A great announcement last week, as Dave Donaldson, an economic historian and trade economist, has won the 2017 John Bates Clark medal! This is an absolutely fantastic prize: it is hard to think of any young economist whose work is as serious as Donaldson’s. What I mean by that is that in nearly all of Donaldson’s papers, there is a very specific and important question, a deep collection of data, and a rigorous application of theory to help identify the precise parameters we are most concerned with.

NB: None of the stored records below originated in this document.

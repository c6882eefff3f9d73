use thiserror::Error;

/// Failures surfaced by the triage engine.
///
/// None of these leave the queue or the history partially mutated: state is
/// only committed after the collaborator reports success.
#[derive(Debug, Clone, PartialEq, Eq, Error)]
pub enum EngineError {
    /// The source folder could not be enumerated. The previous queue is kept.
    #[error("Failed to scan {folder}: {reason}")]
    Scan { folder: String, reason: String },

    /// Preview or metadata for one item is unavailable.
    #[error("Failed to load {path}: {reason}")]
    Load { path: String, reason: String },

    /// A move, delete or restore was rejected. Carries the collaborator's message verbatim.
    #[error("{0}")]
    Operation(String),
}

impl EngineError {
    pub fn scan(folder: &str, err: &anyhow::Error) -> Self {
        Self::Scan {
            folder: folder.to_string(),
            reason: format!("{err:#}"),
        }
    }

    pub fn load(path: &str, err: &anyhow::Error) -> Self {
        Self::Load {
            path: path.to_string(),
            reason: format!("{err:#}"),
        }
    }
}

pub type EngineResult<T> = std::result::Result<T, EngineError>;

It is the modern economic method at its absolute best, and frankly is a style of research available to very few researchers, as the specific combination of theory knowledge and empirical agility required to employ this technique is very rare.
A canonical example of Donaldson’s method is his most famous paper, written back when he was a graduate student: “The Railroads of the Raj”. The World Bank today spends more on infrastructure than on health, education, and social services combined. Understanding the link between infrastructure and economic outcomes is not easy, and indeed has been a problem that has been at the center of economic debates since Fogel’s famous accounting on the railroad. Further, it is not obvious either theoretically or empirically that infrastructure is good for a region. In the Indian context, no less a sage than the proponent of traditional village life Mahatma Gandhi felt the British railroads, rather than help village welfare, “promote[d] evil”, and we have many trade models where falling trade costs plus increasing returns to scale can decrease output and increase income volatility.

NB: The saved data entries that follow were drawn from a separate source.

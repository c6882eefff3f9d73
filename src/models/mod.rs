pub mod destinations;
pub mod media_item;
pub mod settings_store;
pub mod shortcuts;
pub mod sort_filter;

pub use destinations::*;
pub use media_item::*;
pub use settings_store::*;
pub use shortcuts::*;
pub use sort_filter::*;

Donaldson looks at the setting of British India, where 67,000 kilometers of rail were built, largely for military purposes. India during the British Raj is particularly compelling as a setting due to its heterogeneous nature. Certain seaports – think modern Calcutta – were built up by the British as entrepots. Many internal regions nominally controlled by the British were left to rot via, at best, benign neglect. Other internal regions were quasi-independent, with wildly varying standards of governance. The most important point, though, is that much of the interior was desperately poor and in a de facto state of autarky: without proper roads or rail until the late 1800s, goods were transported over rough dirt paths, leading to tiny local “marketing regions” similar to what Skinner found in his great studies of China. British India is also useful since data on goods shipped, local on weather conditions, and agricultural prices were rigorously collected by the colonial authorities. Nearly all that local economic data is in dusty tomes in regional offices across the modern subcontinent, but it is at least in principle available.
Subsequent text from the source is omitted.